ENTRIES SUPPLIED: Begin

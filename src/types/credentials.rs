//! OAuth key material and scope-based credential selection.

use std::fmt;

/// A key and its matching secret.
///
/// The secret never appears in `Debug` output, so credential-bearing
/// structures can be logged without leaking it.
#[derive(Clone, PartialEq, Eq)]
pub struct KeyPair {
    pub key: String,
    pub secret: String,
}

impl KeyPair {
    pub fn new(key: impl Into<String>, secret: impl Into<String>) -> Self {
        KeyPair {
            key: key.into(),
            secret: secret.into(),
        }
    }
}

impl fmt::Debug for KeyPair {
    fn fmt(&self, f: &mut fmt::Formatter<'_>) -> fmt::Result {
        f.debug_struct("KeyPair")
            .field("key", &self.key)
            .field("secret", &"<redacted>")
            .finish()
    }
}

/// A consumer and token pair used to sign requests within one scope.
#[derive(Clone, Debug, PartialEq, Eq)]
pub struct OAuthCredentials {
    pub consumer: KeyPair,
    pub token: KeyPair,
}

impl OAuthCredentials {
    pub fn new(consumer: KeyPair, token: KeyPair) -> Self {
        OAuthCredentials { consumer, token }
    }
}

/// Credentials keyed by scope URL, selected by longest matching prefix.
///
/// A request to `https://api.typepad.com/users/@self.json` is covered by a
/// scope of `https://api.typepad.com/`; when several scopes match, the most
/// specific one wins.
#[derive(Clone, Debug, Default)]
pub struct CredentialStore {
    entries: Vec<(String, OAuthCredentials)>,
}

impl CredentialStore {
    pub fn new() -> Self {
        Self::default()
    }

    /// Register credentials for a scope, replacing any previous entry for
    /// the identical scope.
    pub fn insert(&mut self, scope: impl Into<String>, credentials: OAuthCredentials) {
        let scope = scope.into();
        if let Some(entry) = self.entries.iter_mut().find(|(s, _)| *s == scope) {
            entry.1 = credentials;
        } else {
            self.entries.push((scope, credentials));
        }
    }

    /// Find the credentials whose scope is the longest prefix of `url`.
    pub fn lookup(&self, url: &str) -> Option<&OAuthCredentials> {
        self.entries
            .iter()
            .filter(|(scope, _)| url.starts_with(scope.as_str()))
            .max_by_key(|(scope, _)| scope.len())
            .map(|(_, credentials)| credentials)
    }

    pub fn clear(&mut self) {
        self.entries.clear();
    }

    #[inline]
    pub fn is_empty(&self) -> bool {
        self.entries.is_empty()
    }
}

#[cfg(test)]
mod tests {
    use super::*;

    fn creds(tag: &str) -> OAuthCredentials {
        OAuthCredentials::new(
            KeyPair::new(format!("consumer-{}", tag), "cs"),
            KeyPair::new(format!("token-{}", tag), "ts"),
        )
    }

    #[test]
    fn test_debug_redacts_secret() {
        let pair = KeyPair::new("dpf43f3p2l4k3l03", "kd94hf93k423kf44");
        let out = format!("{:?}", pair);
        assert!(out.contains("dpf43f3p2l4k3l03"));
        assert!(!out.contains("kd94hf93k423kf44"));
        assert!(out.contains("<redacted>"));
    }

    #[test]
    fn test_lookup_longest_prefix_wins() {
        let mut store = CredentialStore::new();
        store.insert("https://api.typepad.com/", creds("wide"));
        store.insert("https://api.typepad.com/groups/", creds("narrow"));

        let found = store
            .lookup("https://api.typepad.com/groups/1.json")
            .unwrap();
        assert_eq!(found.consumer.key, "consumer-narrow");

        let found = store.lookup("https://api.typepad.com/users/1.json").unwrap();
        assert_eq!(found.consumer.key, "consumer-wide");
    }

    #[test]
    fn test_insert_replaces_same_scope() {
        let mut store = CredentialStore::new();
        store.insert("https://api.typepad.com/", creds("old"));
        store.insert("https://api.typepad.com/", creds("new"));

        let found = store.lookup("https://api.typepad.com/x").unwrap();
        assert_eq!(found.consumer.key, "consumer-new");
    }

    #[test]
    fn test_lookup_miss() {
        let mut store = CredentialStore::new();
        store.insert("https://api.typepad.com/", creds("a"));
        assert!(store.lookup("https://elsewhere.example.com/x").is_none());
    }

    #[test]
    fn test_clear() {
        let mut store = CredentialStore::new();
        store.insert("https://api.typepad.com/", creds("a"));
        assert!(!store.is_empty());
        store.clear();
        assert!(store.is_empty());
        assert!(store.lookup("https://api.typepad.com/x").is_none());
    }
}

ENTRIES SUPPLIED: End

**WORK INSTRUCTION**. Quote the records above exactly, from the first line through the line containing "impl fmt::Debug for", and nothing more.

**RESPONSE**.
filename src/types/credentials.rs
//! OAuth key material and scope-based credential selection.

use std::fmt;

/// A key and its matching secret.
///
/// The secret never appears in `Debug` output, so credential-bearing
/// structures can be logged without leaking it.
#[derive(Clone, PartialEq, Eq)]
pub struct KeyPair {
    pub key: String,
    pub secret: String,
}

impl KeyPair {
    pub fn new(key: impl Into<String>, secret: impl Into<String>) -> Self {
        KeyPair {
            key: key.into(),
            secret: secret.into(),
        }
    }
}

impl fmt::Debug for KeyPair {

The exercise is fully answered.